Wednesday, May 25, 2011

Welcome Wednesday: oil traders in hot water and other stuff


Good Morning Humboldt County!

I’ve got my cup of joe and am ready to go. How about you? Got a hot drink and a place to sit? Here we go:

Every now and then justice happens (usually randomly) and the bastards that send our oil prices sky high by illegal speculating get in trouble. I was happy to see two of the creeps got caught and sued for their 2008 manipulation of the market. Does this mean they’ll do jail time? I doubt it. With their money they’ll be able to manipulate our justice system (a little money will do you) and get the best lawyers money can buy.

Photo: A beagle drinks water from a puddle.

A study was recently devoted to the burning question; do dogs and cats drink differently? The results suggest that dogs do drink just like cats do ... but sloppier. Who knew? Who cared? And who paid these guys to do this study?

"We were able to show once the liquid got into the mouth, how it was transported through the mouth to be swallowed," study researcher Alfred Crompton, of Harvard University's Museum of Comparative Zoology, told LiveScience. [Read: 10 Things You Didn't Know About Dogs]

The evangelical Christian broadcaster whose much-ballyhooed Judgment Day prophecy went conspicuously unfulfilled on Saturday has a simple explanation for what went wrong -- he miscalculated.

Instead of the world physically coming to an end on May 21 with a great, cataclysmic earthquake, as he had predicted, Harold Camping, 89, said he now believes his forecast is playing out "spiritually," with the actual apocalypse set to occur five months later, on October 21. That ought to give everyone more time to get raptured I suppose.

It really cracks me up how these doomsday prophets recover so quickly when they’re predictions go south. No apparent embarrassment. No admitting that no man knows the date of the earth’s doom. Guys like Camping are so twisted that they just keep setting the doomsday date back. 

Sales staff snorted salt not drugs?
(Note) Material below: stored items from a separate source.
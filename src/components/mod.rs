pub mod country_card;
pub mod filter_bar;
pub mod status;

pub use country_card::*;
pub use filter_bar::*;
pub use status::*;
Munich Re unit Ergo said on Tuesday sales agents photographed snorting white powder at a company-sponsored party were inhaling salt rather than drugs, just as the insurer struggles to shake a tarnished image.

The unit was responding to a report in German tabloid Bild, that published photographs showing sales agents snorting white powder from a table-top at an employee motivation party held in the holiday resort of Mallorca last September.

"The pictures published in Bild show a drinking game (Tequila Suicide) with salt, Tequila and lemon juice," the company said in a statement.The snorting of salt up the nose was part of the game.

Princess's "toilet seat" hat sells for $131,000

The much-mocked hat worn by Princess Beatrice to Britain's royal wedding last month -- widely described as looking like a toilet seat -- sold for 81,100 pounds ($131,000) on eBay, charities which will benefit from the sale said.


The only major Jane Austen manuscript still in private hands comes up for auction on July 14th, auction house Sotheby's said on Monday.

"The Watsons" by the prolific author of "Sense and Sensibility" is estimated by Sotheby's at 200,000-300,000 pounds ($323,800-$485,700).

"Probably written in 1804, this heavily corrected draft represents the earliest surviving manuscript for a novel by Jane Austen," Sotheby's said in a statement.

"The work, which was not published during her lifetime and remains incomplete, provides a fascinating insight into both her writing practices and her development into one of Britain's greatest authors."